The starting framework is to identify all non-deferrable monthly obligations — the payments that must continue during a disability without exception. Housing (mortgage or rent payment), essential utilities, health insurance premiums, vehicle payments, required debt minimums, childcare, and basic food represent the core category. These are the obligations where default or non-payment creates compounding financial damage — missed mortgage payments affect credit and can trigger late fees and eventual foreclosure proceedings, missed car payments create repossession risk, missed health insurance premiums can cause coverage to lapse during a period when medical care is most needed. Adding these essential obligations together establishes the minimum benefit amount that prevents immediate household instability. The appropriate benefit amount is at or above this floor — potentially higher if retirement contributions, savings goals, or other ongoing commitments are also important to protect during a disability period. Our guide on how much disability insurance do I need provides the full calculation framework for this exercise.
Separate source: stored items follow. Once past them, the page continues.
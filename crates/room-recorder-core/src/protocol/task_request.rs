use crate::protocol::JobKind;

/// Command received for one logical job instance.
#[derive(Clone, PartialEq, prost::Message)]
pub struct TaskRequest {
    /// Numeric room identifier; half of the registry key.
    #[prost(int64, tag = "1")]
    pub room_table_id: i64,
    /// Public room identifier.
    #[prost(string, tag = "2")]
    pub room_id: String,
    /// Identifier of the room's current session.
    #[prost(string, tag = "3")]
    pub room_sid: String,
    /// Requested [`JobKind`], as its wire value.
    #[prost(enumeration = "JobKind", tag = "4")]
    pub task: i32,
    /// Recording identifier; names the final artifact.
    #[prost(string, tag = "5")]
    pub recording_id: String,
    /// Identifier of the recorder instance handling the job.
    #[prost(string, tag = "6")]
    pub recorder_id: String,
}
mod capture;
mod notify;
mod support;
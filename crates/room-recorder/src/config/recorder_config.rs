use crate::config::{default_post_mp4_convert, default_storage_root};

use std::path::PathBuf;

use serde::{Deserialize, Serialize};

/// Where recordings go and what happens to them afterwards.
#[derive(Debug, Clone, Serialize, Deserialize)]
pub struct RecorderConfig {
    /// Root directory for per-room recording directories.
    #[serde(default = "default_storage_root")]
    pub storage_root: PathBuf,
    /// Re-encode finished recordings to mp4.
    #[serde(default = "default_post_mp4_convert")]
    pub post_mp4_convert: bool,
    /// Scripts run after each recording is finalized.
    #[serde(default)]
    pub post_processing_scripts: Vec<PathBuf>,
}

impl Default for RecorderConfig {
    fn default() -> Self {
        Self {
            storage_root: default_storage_root(),
            post_mp4_convert: default_post_mp4_convert(),
            post_processing_scripts: Vec::new(),
        }
    }
}
use crate::protocol::{JobKind, TaskRequest};

use std::fmt;

/// Addresses one active job: a room and the kind that started the job.
///
/// Two requests collide iff both fields match.
#[derive(Debug, Clone, Copy, PartialEq, Eq, Hash)]
pub struct RegistryKey {
    /// Room table identifier.
    pub room_table_id: i64,
    /// Start kind of the addressed job.
    pub kind: JobKind,
}

impl RegistryKey {
    /// Key for a room and job kind.
    pub fn new(room_table_id: i64, kind: JobKind) -> Self {
        Self {
            room_table_id,
            kind,
        }
    }

    /// Key of the job a start request would create.
    pub fn for_request(req: &TaskRequest) -> Self {
        Self::new(req.room_table_id, req.task())
    }
}

impl fmt::Display for RegistryKey {
    fn fmt(&self, f: &mut fmt::Formatter<'_>) -> fmt::Result {
        write!(f, "{}-{}", self.room_table_id, self.kind as i32)
    }
}
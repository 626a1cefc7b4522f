//! HTTP surface through which the coordinator submits tasks.

use room_recorder_core::{
    RecorderError, SUCCESS_MESSAGE, SessionController, TaskOutcome, TaskRequest, TaskResponse,
    verify,
};

use std::sync::Arc;

use axum::{
    Json, Router,
    body::Bytes,
    extract::State,
    http::{HeaderMap, StatusCode, header::CONTENT_TYPE},
    response::{IntoResponse, Response},
    routing::{get, post},
};
use prost::Message;
use serde::Serialize;
use tower_http::trace::TraceLayer;
use tracing::{info, instrument, warn};

/// Route receiving protobuf [`TaskRequest`]s.
pub(crate) const TASK_PATH: &str = "/recorder/task";
/// Route reporting registry state.
pub(crate) const STATUS_PATH: &str = "/status";

pub(crate) const API_KEY_HEADER: &str = "API-KEY";
pub(crate) const SIGNATURE_HEADER: &str = "HASH-SIGNATURE";
const PROTOBUF_CONTENT_TYPE: &str = "application/protobuf";

const NOT_FOUND_MESSAGE: &str = "no active job for this room";

/// Shared state of the ingest handlers.
#[derive(Clone)]
pub(crate) struct IngestState {
    pub(crate) controller: SessionController,
    pub(crate) api_key: Arc<str>,
    pub(crate) api_secret: Arc<str>,
}

/// Body of `GET /status`.
#[derive(Debug, Serialize)]
pub(crate) struct StatusBody {
    pub(crate) active_jobs: usize,
    pub(crate) in_progress: u64,
}

pub(crate) fn router(state: IngestState) -> Router {
    Router::new()
        .route(TASK_PATH, post(submit_task))
        .route(STATUS_PATH, get(status))
        .layer(TraceLayer::new_for_http())
        .with_state(state)
}

#[instrument(skip_all)]
async fn submit_task(
    State(state): State<IngestState>,
    headers: HeaderMap,
    body: Bytes,
) -> Response {
    if !state.authenticated(&headers, &body) {
        warn!("Rejected task with invalid credentials");
        return protobuf(
            StatusCode::UNAUTHORIZED,
            rejection("invalid credentials"),
        );
    }

    let req = match TaskRequest::decode(body) {
        Ok(req) => req,
        Err(e) => {
            warn!(error = %e, "Rejected undecodable task");
            return protobuf(
                StatusCode::BAD_REQUEST,
                rejection(format!("invalid task body: {}", e)),
            );
        }
    };

    info!(room_table_id = req.room_table_id, task = req.task, "Task received");

    let (status, ok, msg) = match state.controller.handle_task(req.clone()).await {
        Ok(TaskOutcome::Started) | Ok(TaskOutcome::Stopped { found: true }) => {
            (StatusCode::OK, true, SUCCESS_MESSAGE.to_string())
        }
        Ok(TaskOutcome::Stopped { found: false }) => {
            (StatusCode::NOT_FOUND, false, NOT_FOUND_MESSAGE.to_string())
        }
        Err(e) => {
            let status = match &e {
                RecorderError::DuplicateInProgress { .. } => StatusCode::CONFLICT,
                RecorderError::UnsupportedTask { .. } => StatusCode::BAD_REQUEST,
                _ => StatusCode::INTERNAL_SERVER_ERROR,
            };
            warn!(error = %e, status = status.as_u16(), "Task failed");
            (status, false, e.to_string())
        }
    };

    let response = TaskResponse {
        task: req.task,
        ..TaskResponse::reply(&req, ok, msg)
    };
    protobuf(status, response)
}

async fn status(State(state): State<IngestState>) -> Json<StatusBody> {
    Json(StatusBody {
        active_jobs: state.controller.active_jobs(),
        in_progress: state.controller.in_progress(),
    })
}

impl IngestState {
    fn authenticated(&self, headers: &HeaderMap, body: &[u8]) -> bool {
        let api_key = headers
            .get(API_KEY_HEADER)
            .and_then(|value| value.to_str().ok());
        let signature = headers
            .get(SIGNATURE_HEADER)
            .and_then(|value| value.to_str().ok());

        match (api_key, signature) {
            (Some(key), Some(signature)) => {
                key == self.api_key.as_ref() && verify(&self.api_secret, body, signature)
            }
            _ => false,
        }
    }
}

fn rejection(msg: impl Into<String>) -> TaskResponse {
    TaskResponse::reply(&TaskRequest::default(), false, msg)
}

fn protobuf(status: StatusCode, response: TaskResponse) -> Response {
    (
        status,
        [(CONTENT_TYPE, PROTOBUF_CONTENT_TYPE)],
        response.encode_to_vec(),
    )
        .into_response()
}
use room_recorder_core::RecorderError;

use std::{panic::Location, result::Result as StdResult};

use error_location::ErrorLocation;
use thiserror::Error;

/// Application-level errors for the room-recorder binary.
///
/// All variants include `ErrorLocation` for call-site tracking.
#[derive(Error, Debug)]
pub enum AppError {
    /// Error from room-recorder-core.
    #[error("Recorder error: {source} {location}")]
    Core {
        /// The underlying recorder error.
        #[source]
        source: RecorderError,
        /// Location where this error was created.
        location: ErrorLocation,
    },

    /// Configuration loading, saving or validation error.
    #[error("Configuration error: {reason} {location}")]
    ConfigError {
        /// Human-readable reason for failure.
        reason: String,
        /// Location where this error was created.
        location: ErrorLocation,
    },

    /// Logging could not be initialized.
    #[error("Logging setup failed: {reason} {location}")]
    LoggingError {
        /// Human-readable reason for failure.
        reason: String,
        /// Location where this error was created.
        location: ErrorLocation,
    },

    /// The ingest server failed to bind or serve.
    #[error("Server error: {reason} {location}")]
    ServerError {
        /// Human-readable reason for failure.
        reason: String,
        /// Location where this error was created.
        location: ErrorLocation,
    },

    /// IO error from filesystem operations.
    #[error("IO error: {source} {location}")]
    IoError {
        /// The underlying IO error.
        #[source]
        source: std::io::Error,
        /// Location where this error was created.
        location: ErrorLocation,
    },
}

// Manual From<RecorderError> with location tracking.
// Cannot use #[from] because it does not support extra fields.
impl From<RecorderError> for AppError {
    #[track_caller]
    fn from(source: RecorderError) -> Self {
        AppError::Core {
            source,
            location: ErrorLocation::from(Location::caller()),
        }
    }
}

impl From<std::io::Error> for AppError {
    #[track_caller]
    fn from(source: std::io::Error) -> Self {
        AppError::IoError {
            source,
            location: ErrorLocation::from(Location::caller()),
        }
    }
}

/// Convenience type alias for Results using `AppError`.
pub type Result<T> = StdResult<T, AppError>;
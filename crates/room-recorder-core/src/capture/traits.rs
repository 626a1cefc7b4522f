use crate::{CoreResult, protocol::TaskRequest};

use std::{path::PathBuf, sync::Arc};

use async_trait::async_trait;

/// Location of the raw file a recording capture writes.
#[derive(Debug, Clone, PartialEq, Eq)]
pub struct OutputFile {
    /// Directory holding the file.
    pub dir: PathBuf,
    /// File name inside `dir`.
    pub file_name: String,
}

impl OutputFile {
    /// Full path of the file.
    pub fn path(&self) -> PathBuf {
        self.dir.join(&self.file_name)
    }
}

/// What a capture reports when it terminates.
#[derive(Debug, Clone, Default)]
pub struct CaptureClosed {
    /// Raw output written by the capture; `None` for relays.
    pub output: Option<OutputFile>,
    /// Error text when the capture failed or was closed with an error.
    pub error: Option<String>,
}

/// A running (or about to run) capture engine for one job.
#[async_trait]
pub trait CaptureProcess: Send + Sync {
    /// Launch the capture. Returns once the engine accepted the launch.
    async fn start(&self) -> CoreResult<()>;

    /// Stop the capture, optionally recording why.
    ///
    /// Idempotent. Returns after the close hook has run.
    async fn close(&self, error: Option<String>);
}

/// Callbacks a capture invokes on the job that owns it.
#[async_trait]
pub trait CaptureHooks: Send + Sync {
    /// The capture confirmed it is producing output. Fired at most once.
    async fn on_started(&self);

    /// The capture terminated, for any reason. Fired exactly once.
    async fn on_closed(&self, closed: CaptureClosed);
}

/// Builds captures for incoming start requests.
pub trait CaptureFactory: Send + Sync {
    /// Create, without launching, the capture for `request`.
    fn create(
        &self,
        request: Arc<TaskRequest>,
        hooks: Arc<dyn CaptureHooks>,
    ) -> CoreResult<Arc<dyn CaptureProcess>>;
}
use crate::protocol::TaskRequest;

use serde::Serialize;

/// JSON argument passed to post-processing hook scripts.
#[derive(Debug, Clone, Serialize, PartialEq)]
pub struct HookPayload {
    /// Recording identifier.
    pub recording_id: String,
    /// Room table identifier.
    pub room_table_id: i64,
    /// Room identifier.
    pub room_id: String,
    /// Room session identifier.
    pub room_sid: String,
    /// Final file name.
    pub file_name: String,
    /// Full path of the final file.
    pub file_path: String,
    /// Size in megabytes, not truncated.
    pub file_size: f32,
    /// Recorder identifier.
    pub recorder_id: String,
}

impl HookPayload {
    /// Payload describing `file_name` at `file_path` for `req`.
    pub fn new(req: &TaskRequest, file_name: &str, file_path: String, file_size: f32) -> Self {
        Self {
            recording_id: req.recording_id.clone(),
            room_table_id: req.room_table_id,
            room_id: req.room_id.clone(),
            room_sid: req.room_sid.clone(),
            file_name: file_name.to_string(),
            file_path,
            file_size,
            recorder_id: req.recorder_id.clone(),
        }
    }
}
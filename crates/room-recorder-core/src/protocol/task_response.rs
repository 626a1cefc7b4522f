use crate::protocol::{JobKind, RESPONSE_ORIGIN, SUCCESS_MESSAGE, TaskRequest};

/// Status report sent to the upstream coordinator.
#[derive(Clone, PartialEq, prost::Message)]
pub struct TaskResponse {
    /// Origin tag, always [`RESPONSE_ORIGIN`] for this service.
    #[prost(string, tag = "1")]
    pub from: String,
    /// Whether the reported transition succeeded.
    #[prost(bool, tag = "2")]
    pub status: bool,
    /// Human-readable detail; the error text on failure.
    #[prost(string, tag = "3")]
    pub msg: String,
    /// Reported [`JobKind`], as its wire value.
    #[prost(enumeration = "JobKind", tag = "4")]
    pub task: i32,
    /// Recording identifier copied from the request.
    #[prost(string, tag = "5")]
    pub recording_id: String,
    /// Recorder identifier copied from the request.
    #[prost(string, tag = "6")]
    pub recorder_id: String,
    /// Room table identifier copied from the request.
    #[prost(int64, tag = "7")]
    pub room_table_id: i64,
    /// Final artifact path relative to the storage root.
    #[prost(string, tag = "8")]
    pub file_path: String,
    /// Final artifact size in megabytes, two decimals.
    #[prost(float, tag = "9")]
    pub file_size: f32,
}

impl TaskResponse {
    fn for_request(req: &TaskRequest, task: JobKind, status: bool, msg: String) -> Self {
        Self {
            from: RESPONSE_ORIGIN.to_string(),
            status,
            msg,
            task: task as i32,
            recording_id: req.recording_id.clone(),
            recorder_id: req.recorder_id.clone(),
            room_table_id: req.room_table_id,
            file_path: String::new(),
            file_size: 0.0,
        }
    }

    /// Report that the capture for `req` is running; kind unchanged.
    pub fn started(req: &TaskRequest) -> Self {
        Self::for_request(req, req.task(), true, SUCCESS_MESSAGE.to_string())
    }

    /// Report that the job for `req` terminated, with its error if any.
    pub fn ended(req: &TaskRequest, error: Option<&str>) -> Self {
        let end_kind = req.task().end_kind();
        match error {
            Some(reason) => Self::for_request(req, end_kind, false, reason.to_string()),
            None => Self::for_request(req, end_kind, true, SUCCESS_MESSAGE.to_string()),
        }
    }

    /// Report a finalized recording artifact.
    pub fn proceeded(req: &TaskRequest, file_path: String, file_size: f32) -> Self {
        Self {
            file_path,
            file_size,
            ..Self::for_request(
                req,
                JobKind::RecordingProceeded,
                true,
                SUCCESS_MESSAGE.to_string(),
            )
        }
    }

    /// Synchronous reply to a command, echoing the request's kind.
    pub fn reply(req: &TaskRequest, status: bool, msg: impl Into<String>) -> Self {
        Self::for_request(req, req.task(), status, msg.into())
    }
}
Employer Group Coverage vs. Individual Short-Term Disability
Many employed workers assume their employer’s benefits package includes short-term disability coverage — and many are correct in that assumption while being wrong about what the coverage actually provides. Employer group short-term disability is a real and valuable benefit when structured well, but it has three common characteristics that often leave employees with less protection than they expect. First, many employer group plans use sick-leave bank or salary continuation models for the first days or weeks, which means the “short-term disability” benefit often doesn’t begin until a specific number of sick days have been exhausted — which may not align with your actual sick leave balance. Second, group short-term disability benefits are typically funded with pre-tax employer dollars when employer-paid, which means benefits received during a claim are generally taxable as ordinary income — reducing the effective replacement percentage. Third, group coverage ends with employment, is not portable, and often has limited benefit amounts relative to higher-income earners.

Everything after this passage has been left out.